What the task asks: For the data below, work out how many lines include the string "format" and report only the number.
** Exercise data follows **
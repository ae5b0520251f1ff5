//! One accepted connection: the receiver's command loop.

use std::net::SocketAddr;
use std::pin::pin;
use std::sync::Arc;

use futures::{SinkExt, StreamExt};
use tokio::time::Instant;
use tokio_util::codec::Framed;
use tokio_util::sync::CancellationToken;
use tracing::{debug, info, warn};

use super::{ReceiverTimings, SessionContext};
use crate::codec::{Frame, SpoolCodec};
use crate::error::SpoolError;
use crate::message::{Ack, Command};
use crate::network::BoxedTransport;
use crate::record::FileRecord;
use crate::spool::SpoolSink;
use crate::state::{SessionEnd, SessionPhase};

pub(crate) struct Session {
    id: u64,
    peer: SocketAddr,
    framed: Framed<BoxedTransport, SpoolCodec>,
    sink: Arc<dyn SpoolSink>,
    timings: ReceiverTimings,
}

impl Session {
    pub(crate) fn new(
        id: u64,
        peer: SocketAddr,
        transport: BoxedTransport,
        context: &SessionContext,
    ) -> Self {
        Self {
            id,
            peer,
            framed: Framed::new(
                transport,
                SpoolCodec::with_max_record_size(context.max_record_size),
            ),
            sink: Arc::clone(&context.sink),
            timings: context.timings,
        }
    }

    /// Serve commands until the peer leaves, the session idles out,
    /// an error occurs, or `shutdown` fires.
    pub(crate) async fn run(&mut self, shutdown: CancellationToken) -> SessionEnd {
        let peer = self.peer;
        info!("[{peer}] accepted new connection (session {})", self.id);
        debug!("[{peer}] session {}: {}", self.id, SessionPhase::CommandLoop);

        let end = self.command_loop(&shutdown).await;
        debug!("[{peer}] session {}: {}", self.id, SessionPhase::Closed);

        match &end {
            SessionEnd::IdleTimeout => info!(
                "[{peer}] no data received in {:?}, disconnecting",
                self.timings.idle_timeout
            ),
            SessionEnd::Failed(reason) => warn!("[{peer}] {reason}"),
            SessionEnd::Eof | SessionEnd::Shutdown => {}
        }
        info!("[{peer}] closing connection: {end}");

        let _ = tokio::time::timeout(self.timings.read_timeout, self.framed.close()).await;
        end
    }

    async fn command_loop(&mut self, shutdown: &CancellationToken) -> SessionEnd {
        let idle_timeout = self.timings.idle_timeout;
        let read_timeout = self.timings.read_timeout;
        let mut idle = pin!(tokio::time::sleep(idle_timeout));

        loop {
            let next = tokio::select! {
                _ = shutdown.cancelled() => return SessionEnd::Shutdown,
                _ = &mut idle => return SessionEnd::IdleTimeout,
                next = tokio::time::timeout(read_timeout, self.framed.next()) => next,
            };

            let frame = match next {
                // Read deadline: loop around to observe shutdown.
                Err(_) => continue,
                Ok(None) => {
                    debug!("[{}] connection EOF", self.peer);
                    return SessionEnd::Eof;
                }
                Ok(Some(Err(e))) => {
                    return SessionEnd::Failed(format!("could not read from stream: {e}"));
                }
                Ok(Some(Ok(frame))) => frame,
            };

            let line = match frame {
                Frame::Line(line) => line,
                Frame::Record(record) => {
                    return SessionEnd::Failed(format!(
                        "record {} arrived without SEND_FILE",
                        record.name()
                    ));
                }
            };

            let command = match line.parse::<Command>() {
                Ok(command) => command,
                Err(_) => {
                    warn!("[{}] unknown command: {line:?}", self.peer);
                    continue;
                }
            };

            match command {
                Command::SendFile => {
                    if let Err(e) = self.handle_send_file().await {
                        return SessionEnd::Failed(e.to_string());
                    }
                }
                Command::Noop => {}
                Command::Keepalive => debug!("[{}] keepalive", self.peer),
            }
            idle.as_mut().reset(Instant::now() + idle_timeout);
        }
    }

    /// Decode the record that follows `SEND_FILE`, persist it and ack.
    async fn handle_send_file(&mut self) -> Result<(), SpoolError> {
        let record = self.read_record().await?;
        info!(
            "[{}] received file {} ({} bytes)",
            self.peer,
            record.name(),
            record.size()
        );

        match self.sink.write(&record).await {
            Ok(()) => self.reply(Ack::Ok).await,
            Err(e) => {
                if let Err(reply_err) = self.reply(Ack::Err).await {
                    warn!("[{}] could not write ERR response: {reply_err}", self.peer);
                }
                Err(SpoolError::Other(format!(
                    "could not write file {}: {e}",
                    record.name()
                )))
            }
        }
    }

    /// Wait for the record frame. A read deadline only fails the
    /// transfer when no bytes arrived during it.
    async fn read_record(&mut self) -> Result<FileRecord, SpoolError> {
        let read_timeout = self.timings.read_timeout;
        loop {
            let buffered = self.framed.read_buffer().len();
            match tokio::time::timeout(read_timeout, self.framed.next()).await {
                Err(_) if self.framed.read_buffer().len() > buffered => continue,
                Err(_) => return Err(SpoolError::Timeout(read_timeout)),
                Ok(None) => return Err(SpoolError::Decode("stream ended before record".into())),
                Ok(Some(Err(e))) => return Err(e),
                Ok(Some(Ok(Frame::Record(record)))) => return Ok(record),
                Ok(Some(Ok(Frame::Line(line)))) => {
                    return Err(SpoolError::Decode(format!(
                        "expected record, got line {line:?}"
                    )));
                }
            }
        }
    }

    async fn reply(&mut self, ack: Ack) -> Result<(), SpoolError> {
        let read_timeout = self.timings.read_timeout;
        tokio::time::timeout(read_timeout, self.framed.send(Frame::ack(ack)))
            .await
            .map_err(|_| SpoolError::Timeout(read_timeout))?
    }
}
** End of Exercise data **
Exercise result: 4